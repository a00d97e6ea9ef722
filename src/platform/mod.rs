//! "Prefers dark" platform signal.
//!
//! Hosts expose the signal through a [`ColorSchemeQuery`] that may support the
//! modern event-listener registration, the legacy add/remove-listener pair, or
//! both. [`PlatformPreferenceSource`] probes the query once and binds to one
//! style through a [`PreferenceChannel`].

use std::cell::{Cell, RefCell};
use std::rc::Rc;

use crate::theme::ColorScheme;

mod os;

pub use os::{set_os_detector, OsColorSchemeQuery};

pub type PreferenceListener = Rc<dyn Fn(bool)>;

#[derive(Debug, Clone, Copy, PartialEq, Eq, Hash)]
pub struct ListenerId(u64);

/// `addEventListener("change", ..)` style registration.
pub trait EventListenerApi {
    fn add_event_listener(&self, listener: PreferenceListener) -> ListenerId;
    fn remove_event_listener(&self, id: ListenerId);
}

/// `addListener(..)` / `removeListener(..)` style registration.
pub trait LegacyListenerApi {
    fn add_listener(&self, listener: PreferenceListener) -> ListenerId;
    fn remove_listener(&self, id: ListenerId);
}

pub trait ColorSchemeQuery {
    /// Whether dark is currently preferred.
    fn matches(&self) -> bool;
    fn event_listeners(&self) -> Option<&dyn EventListenerApi>;
    fn legacy_listeners(&self) -> Option<&dyn LegacyListenerApi>;
}

#[derive(Debug, Clone, Copy, PartialEq, Eq)]
pub enum RegistrationStyle {
    EventListener,
    Legacy,
}

/// One registration style bound to a query.
pub trait PreferenceChannel {
    fn style(&self) -> RegistrationStyle;
    fn attach(&self, listener: PreferenceListener) -> ListenerId;
    fn detach(&self, id: ListenerId);
}

struct EventListenerChannel {
    query: Rc<dyn ColorSchemeQuery>,
}

impl PreferenceChannel for EventListenerChannel {
    fn style(&self) -> RegistrationStyle {
        RegistrationStyle::EventListener
    }

    fn attach(&self, listener: PreferenceListener) -> ListenerId {
        match self.query.event_listeners() {
            Some(api) => api.add_event_listener(listener),
            None => ListenerId(u64::MAX),
        }
    }

    fn detach(&self, id: ListenerId) {
        if let Some(api) = self.query.event_listeners() {
            api.remove_event_listener(id);
        }
    }
}

struct LegacyChannel {
    query: Rc<dyn ColorSchemeQuery>,
}

impl PreferenceChannel for LegacyChannel {
    fn style(&self) -> RegistrationStyle {
        RegistrationStyle::Legacy
    }

    fn attach(&self, listener: PreferenceListener) -> ListenerId {
        match self.query.legacy_listeners() {
            Some(api) => api.add_listener(listener),
            None => ListenerId(u64::MAX),
        }
    }

    fn detach(&self, id: ListenerId) {
        if let Some(api) = self.query.legacy_listeners() {
            api.remove_listener(id);
        }
    }
}

/// Picks the modern style when present, the legacy one otherwise.
pub fn probe_channel(query: &Rc<dyn ColorSchemeQuery>) -> Option<Box<dyn PreferenceChannel>> {
    if query.event_listeners().is_some() {
        return Some(Box::new(EventListenerChannel {
            query: query.clone(),
        }));
    }
    if query.legacy_listeners().is_some() {
        return Some(Box::new(LegacyChannel {
            query: query.clone(),
        }));
    }
    None
}

/// Emits the platform preference once on subscribe and on every change.
pub struct PlatformPreferenceSource {
    query: Rc<dyn ColorSchemeQuery>,
    channel: Option<Rc<dyn PreferenceChannel>>,
}

impl PlatformPreferenceSource {
    pub fn new(query: Rc<dyn ColorSchemeQuery>) -> Self {
        let channel: Option<Rc<dyn PreferenceChannel>> = probe_channel(&query).map(Rc::from);
        match channel.as_ref().map(|channel| channel.style()) {
            Some(style) => tracing::debug!(?style, "platform preference channel selected"),
            None => tracing::debug!("platform preference query offers no change listeners"),
        }
        Self { query, channel }
    }

    pub fn registration_style(&self) -> Option<RegistrationStyle> {
        self.channel.as_ref().map(|channel| channel.style())
    }

    pub fn current(&self) -> ColorScheme {
        ColorScheme::from_prefers_dark(self.query.matches())
    }

    pub fn subscribe<F>(&self, on_change: F) -> PlatformSubscription
    where
        F: Fn(ColorScheme) + 'static,
    {
        let active = Rc::new(Cell::new(true));
        let on_change: Rc<dyn Fn(ColorScheme)> = Rc::new(on_change);

        let listener_active = active.clone();
        let listener_callback = on_change.clone();
        let listener: PreferenceListener = Rc::new(move |prefers_dark| {
            if listener_active.get() {
                listener_callback(ColorScheme::from_prefers_dark(prefers_dark));
            }
        });

        let registration = self
            .channel
            .as_ref()
            .map(|channel| (channel.clone(), channel.attach(listener)));

        on_change(self.current());

        PlatformSubscription {
            active,
            registration: RefCell::new(registration),
        }
    }
}

impl std::fmt::Debug for PlatformPreferenceSource {
    fn fmt(&self, f: &mut std::fmt::Formatter<'_>) -> std::fmt::Result {
        f.debug_struct("PlatformPreferenceSource")
            .field("registration_style", &self.registration_style())
            .finish_non_exhaustive()
    }
}

/// Live platform subscription; detached by [`PlatformSubscription::unsubscribe`]
/// or on drop. No callback fires after detaching.
pub struct PlatformSubscription {
    active: Rc<Cell<bool>>,
    registration: RefCell<Option<(Rc<dyn PreferenceChannel>, ListenerId)>>,
}

impl PlatformSubscription {
    pub fn unsubscribe(self) {
        self.detach();
    }

    pub fn is_active(&self) -> bool {
        self.active.get()
    }

    fn detach(&self) {
        self.active.set(false);
        if let Some((channel, id)) = self.registration.borrow_mut().take() {
            channel.detach(id);
        }
    }
}

impl Drop for PlatformSubscription {
    fn drop(&mut self) {
        self.detach();
    }
}

impl std::fmt::Debug for PlatformSubscription {
    fn fmt(&self, f: &mut std::fmt::Formatter<'_>) -> std::fmt::Result {
        f.debug_struct("PlatformSubscription")
            .field("active", &self.active.get())
            .finish_non_exhaustive()
    }
}

/// Listener bookkeeping shared by the query implementations.
#[derive(Default)]
pub(crate) struct ListenerRegistry {
    listeners: RefCell<Vec<(ListenerId, PreferenceListener)>>,
    next_id: Cell<u64>,
}

impl ListenerRegistry {
    pub(crate) fn add(&self, listener: PreferenceListener) -> ListenerId {
        let id = ListenerId(self.next_id.get());
        self.next_id.set(id.0 + 1);
        self.listeners.borrow_mut().push((id, listener));
        id
    }

    pub(crate) fn remove(&self, id: ListenerId) {
        self.listeners
            .borrow_mut()
            .retain(|(existing, _)| *existing != id);
    }

    pub(crate) fn len(&self) -> usize {
        self.listeners.borrow().len()
    }

    pub(crate) fn notify(&self, prefers_dark: bool) {
        let listeners: Vec<PreferenceListener> = self
            .listeners
            .borrow()
            .iter()
            .map(|(_, listener)| listener.clone())
            .collect();
        for listener in listeners {
            listener(prefers_dark);
        }
    }
}

/// Which registration styles a [`ScriptedQuery`] exposes.
#[derive(Debug, Clone, Copy, PartialEq, Eq)]
pub enum QueryCapabilities {
    Modern,
    LegacyOnly,
    Both,
    None,
}

/// Host-driven query: the embedder (or a test) flips the preference.
pub struct ScriptedQuery {
    prefers_dark: Cell<bool>,
    capabilities: QueryCapabilities,
    event_listeners: ListenerRegistry,
    legacy_listeners: ListenerRegistry,
}

impl ScriptedQuery {
    pub fn new(prefers_dark: bool) -> Self {
        Self::with_capabilities(prefers_dark, QueryCapabilities::Modern)
    }

    pub fn with_capabilities(prefers_dark: bool, capabilities: QueryCapabilities) -> Self {
        Self {
            prefers_dark: Cell::new(prefers_dark),
            capabilities,
            event_listeners: ListenerRegistry::default(),
            legacy_listeners: ListenerRegistry::default(),
        }
    }

    pub fn set_prefers_dark(&self, prefers_dark: bool) {
        if self.prefers_dark.replace(prefers_dark) == prefers_dark {
            return;
        }
        self.event_listeners.notify(prefers_dark);
        self.legacy_listeners.notify(prefers_dark);
    }

    pub fn listener_count(&self) -> usize {
        self.event_listeners.len() + self.legacy_listeners.len()
    }
}

impl ColorSchemeQuery for ScriptedQuery {
    fn matches(&self) -> bool {
        self.prefers_dark.get()
    }

    fn event_listeners(&self) -> Option<&dyn EventListenerApi> {
        match self.capabilities {
            QueryCapabilities::Modern | QueryCapabilities::Both => Some(self),
            QueryCapabilities::LegacyOnly | QueryCapabilities::None => None,
        }
    }

    fn legacy_listeners(&self) -> Option<&dyn LegacyListenerApi> {
        match self.capabilities {
            QueryCapabilities::LegacyOnly | QueryCapabilities::Both => Some(self),
            QueryCapabilities::Modern | QueryCapabilities::None => None,
        }
    }
}

impl EventListenerApi for ScriptedQuery {
    fn add_event_listener(&self, listener: PreferenceListener) -> ListenerId {
        self.event_listeners.add(listener)
    }

    fn remove_event_listener(&self, id: ListenerId) {
        self.event_listeners.remove(id);
    }
}

impl LegacyListenerApi for ScriptedQuery {
    fn add_listener(&self, listener: PreferenceListener) -> ListenerId {
        self.legacy_listeners.add(listener)
    }

    fn remove_listener(&self, id: ListenerId) {
        self.legacy_listeners.remove(id);
    }
}

impl std::fmt::Debug for ScriptedQuery {
    fn fmt(&self, f: &mut std::fmt::Formatter<'_>) -> std::fmt::Result {
        f.debug_struct("ScriptedQuery")
            .field("prefers_dark", &self.prefers_dark.get())
            .field("capabilities", &self.capabilities)
            .field("listeners", &self.listener_count())
            .finish()
    }
}
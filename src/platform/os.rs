use std::cell::Cell;
use std::sync::{Mutex, PoisonError};

use dark_light::{detect as detect_os_theme, Mode as OsThemeMode};

use super::{
    ColorSchemeQuery, EventListenerApi, LegacyListenerApi, ListenerId, ListenerRegistry,
    PreferenceListener,
};

type OsDetector = fn() -> bool;

static OS_DETECTOR: Mutex<OsDetector> = Mutex::new(dark_light_detector);

/// Overrides how the OS preference is read, e.g. to pin it in tests.
pub fn set_os_detector(detector: OsDetector) {
    let mut guard = OS_DETECTOR.lock().unwrap_or_else(PoisonError::into_inner);
    *guard = detector;
}

fn detect_prefers_dark() -> bool {
    let detector = *OS_DETECTOR.lock().unwrap_or_else(PoisonError::into_inner);
    detector()
}

fn dark_light_detector() -> bool {
    match detect_os_theme() {
        OsThemeMode::Dark => true,
        OsThemeMode::Light => false,
    }
}

/// Desktop OS preference. The OS offers no push channel here, so the host
/// calls [`OsColorSchemeQuery::poll`] on its own cadence.
pub struct OsColorSchemeQuery {
    prefers_dark: Cell<bool>,
    listeners: ListenerRegistry,
}

impl OsColorSchemeQuery {
    pub fn new() -> Self {
        let prefers_dark = detect_prefers_dark();
        tracing::debug!(prefers_dark, "detected OS color scheme");
        Self {
            prefers_dark: Cell::new(prefers_dark),
            listeners: ListenerRegistry::default(),
        }
    }

    /// Re-reads the OS preference and notifies listeners if it flipped.
    pub fn poll(&self) -> bool {
        let prefers_dark = detect_prefers_dark();
        if self.prefers_dark.replace(prefers_dark) == prefers_dark {
            return false;
        }
        tracing::info!(prefers_dark, "OS color scheme changed");
        self.listeners.notify(prefers_dark);
        true
    }
}

impl Default for OsColorSchemeQuery {
    fn default() -> Self {
        Self::new()
    }
}

impl ColorSchemeQuery for OsColorSchemeQuery {
    fn matches(&self) -> bool {
        self.prefers_dark.get()
    }

    fn event_listeners(&self) -> Option<&dyn EventListenerApi> {
        Some(self)
    }

    fn legacy_listeners(&self) -> Option<&dyn LegacyListenerApi> {
        None
    }
}

impl EventListenerApi for OsColorSchemeQuery {
    fn add_event_listener(&self, listener: PreferenceListener) -> ListenerId {
        self.listeners.add(listener)
    }

    fn remove_event_listener(&self, id: ListenerId) {
        self.listeners.remove(id);
    }
}

impl std::fmt::Debug for OsColorSchemeQuery {
    fn fmt(&self, f: &mut std::fmt::Formatter<'_>) -> std::fmt::Result {
        f.debug_struct("OsColorSchemeQuery")
            .field("prefers_dark", &self.prefers_dark.get())
            .field("listeners", &self.listeners.len())
            .finish()
    }
}

#[cfg(test)]
mod tests {
    use std::cell::RefCell;
    use std::rc::Rc;
    use std::sync::atomic::{AtomicBool, Ordering};

    use super::*;
    use crate::platform::{PlatformPreferenceSource, RegistrationStyle};
    use crate::theme::ColorScheme;

    static FAKE_OS_DARK: AtomicBool = AtomicBool::new(false);

    fn fake_detector() -> bool {
        FAKE_OS_DARK.load(Ordering::SeqCst)
    }

    #[test]
    fn poll_notifies_only_on_flip() {
        set_os_detector(fake_detector);
        FAKE_OS_DARK.store(false, Ordering::SeqCst);

        let query = Rc::new(OsColorSchemeQuery::new());
        let source = PlatformPreferenceSource::new(query.clone());
        assert_eq!(
            source.registration_style(),
            Some(RegistrationStyle::EventListener)
        );

        let seen = Rc::new(RefCell::new(Vec::new()));
        let sink = seen.clone();
        let _subscription = source.subscribe(move |scheme| sink.borrow_mut().push(scheme));

        assert!(!query.poll());
        FAKE_OS_DARK.store(true, Ordering::SeqCst);
        assert!(query.poll());
        assert!(!query.poll());

        assert_eq!(
            seen.borrow().as_slice(),
            &[ColorScheme::Light, ColorScheme::Dark]
        );
        set_os_detector(dark_light_detector);
    }
}
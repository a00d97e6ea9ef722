//! Pre-paint hook. Puts the right theme token on the root before anything
//! renders, using the persisted value and the platform signal directly.

use std::rc::Rc;

use serde_json::json;

use crate::config::ProviderConfig;
use crate::platform::ColorSchemeQuery;
use crate::root::{DomApplier, PresentationRoot};
use crate::storage::PersistedPreferenceStore;
use crate::theme::{resolve, ColorScheme, Resolution, ResolveInput};

// Same resolution rules as the engine, run once with whatever storage holds.
const PRE_PAINT_BODY: &str = r#"(function(c){var d=document.documentElement;function fallback(){return c.defaultTheme==="system"?"light":c.defaultTheme}function scheme(t){return t==="light"||t==="dark"?t:null}function apply(t){var v=c.valueMap?(c.valueMap[t]||null):t;if(c.attribute==="class"){d.classList.remove.apply(d.classList,c.classes);if(v)d.classList.add(v)}else if(v){d.setAttribute(c.attribute,v)}else{d.removeAttribute(c.attribute)}if(c.enableColorScheme){var s=scheme(t)||scheme(c.defaultTheme);d.style.colorScheme=s||""}}function system(){try{return window.matchMedia("(prefers-color-scheme: dark)").matches?"dark":"light"}catch(e){return fallback()}}if(c.forcedTheme){apply(c.forcedTheme==="system"&&c.enableSystem?system():c.forcedTheme);return}var n=c.defaultTheme;try{n=localStorage.getItem(c.storageKey)||c.defaultTheme}catch(e){}apply(n==="system"&&c.enableSystem?system():n)})"#;

/// Renders the blocking inline `<script>` tag for `config`.
pub fn render_pre_paint_script(config: &ProviderConfig) -> String {
    let args = json!({
        "attribute": config.attribute.name(),
        "storageKey": config.storage_key,
        "defaultTheme": config.default_theme(),
        "forcedTheme": config.forced_theme,
        "classes": config.class_tokens(),
        "valueMap": config.value_map,
        "enableSystem": config.enable_system,
        "enableColorScheme": config.enable_color_scheme,
    });
    // `<` is escaped so a stored value can never close the tag early.
    let args = args.to_string().replace('<', "\\u003c");

    let nonce = config
        .nonce
        .as_deref()
        .map(|nonce| format!(" nonce=\"{}\"", escape_attribute(nonce)))
        .unwrap_or_default();

    format!("<script{nonce}>{PRE_PAINT_BODY}({args})</script>")
}

fn escape_attribute(value: &str) -> String {
    let mut escaped = String::with_capacity(value.len());
    for ch in value.chars() {
        match ch {
            '&' => escaped.push_str("&amp;"),
            '"' => escaped.push_str("&quot;"),
            '<' => escaped.push_str("&lt;"),
            '>' => escaped.push_str("&gt;"),
            _ => escaped.push(ch),
        }
    }
    escaped
}

/// Native counterpart of the inline script: resolves once and writes the
/// root without transition suppression. Never fails; unreadable storage
/// behaves as an empty one.
pub fn apply_before_first_paint(
    config: &ProviderConfig,
    preference: &PersistedPreferenceStore,
    query: &dyn ColorSchemeQuery,
    root: Rc<dyn PresentationRoot>,
) -> Resolution {
    let stored = preference.read();
    let system = ColorScheme::from_prefers_dark(query.matches());
    let resolution = resolve(&ResolveInput {
        selected: Some(stored.as_deref().unwrap_or_else(|| config.default_theme())),
        system_preference: Some(system.as_str()),
        forced_theme: config.forced_theme.as_deref(),
        value_map: config.value_map.as_ref(),
        default_theme: config.default_theme(),
        enable_system: config.enable_system,
    });

    let immediate = ProviderConfig {
        disable_transition_on_change: false,
        ..config.clone()
    };
    DomApplier::new(root, &immediate).apply(
        resolution.display_value.as_deref(),
        resolution.color_scheme,
    );

    tracing::debug!(
        stored = ?stored,
        resolved = ?resolution.resolved_theme,
        attribute = config.attribute.name(),
        "applied theme before first paint"
    );
    resolution
}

* What this task involves
Beginning at the top of the data, extract each line through the line containing "if let Some(api) = self.query.event_listeners()" and return those lines exactly, with nothing added.

* Task solution
repository a00d97e6ea9ef722
filename src/platform/mod.rs
//! "Prefers dark" platform signal.
//!
//! Hosts expose the signal through a [`ColorSchemeQuery`] that may support the
//! modern event-listener registration, the legacy add/remove-listener pair, or
//! both. [`PlatformPreferenceSource`] probes the query once and binds to one
//! style through a [`PreferenceChannel`].

use std::cell::{Cell, RefCell};
use std::rc::Rc;

use crate::theme::ColorScheme;

mod os;

pub use os::{set_os_detector, OsColorSchemeQuery};

pub type PreferenceListener = Rc<dyn Fn(bool)>;

#[derive(Debug, Clone, Copy, PartialEq, Eq, Hash)]
pub struct ListenerId(u64);

/// `addEventListener("change", ..)` style registration.
pub trait EventListenerApi {
    fn add_event_listener(&self, listener: PreferenceListener) -> ListenerId;
    fn remove_event_listener(&self, id: ListenerId);
}

/// `addListener(..)` / `removeListener(..)` style registration.
pub trait LegacyListenerApi {
    fn add_listener(&self, listener: PreferenceListener) -> ListenerId;
    fn remove_listener(&self, id: ListenerId);
}

pub trait ColorSchemeQuery {
    /// Whether dark is currently preferred.
    fn matches(&self) -> bool;
    fn event_listeners(&self) -> Option<&dyn EventListenerApi>;
    fn legacy_listeners(&self) -> Option<&dyn LegacyListenerApi>;
}

#[derive(Debug, Clone, Copy, PartialEq, Eq)]
pub enum RegistrationStyle {
    EventListener,
    Legacy,
}

/// One registration style bound to a query.
pub trait PreferenceChannel {
    fn style(&self) -> RegistrationStyle;
    fn attach(&self, listener: PreferenceListener) -> ListenerId;
    fn detach(&self, id: ListenerId);
}

struct EventListenerChannel {
    query: Rc<dyn ColorSchemeQuery>,
}

impl PreferenceChannel for EventListenerChannel {
    fn style(&self) -> RegistrationStyle {
        RegistrationStyle::EventListener
    }

    fn attach(&self, listener: PreferenceListener) -> ListenerId {
        match self.query.event_listeners() {
            Some(api) => api.add_event_listener(listener),
            None => ListenerId(u64::MAX),
        }
    }

    fn detach(&self, id: ListenerId) {
        if let Some(api) = self.query.event_listeners() {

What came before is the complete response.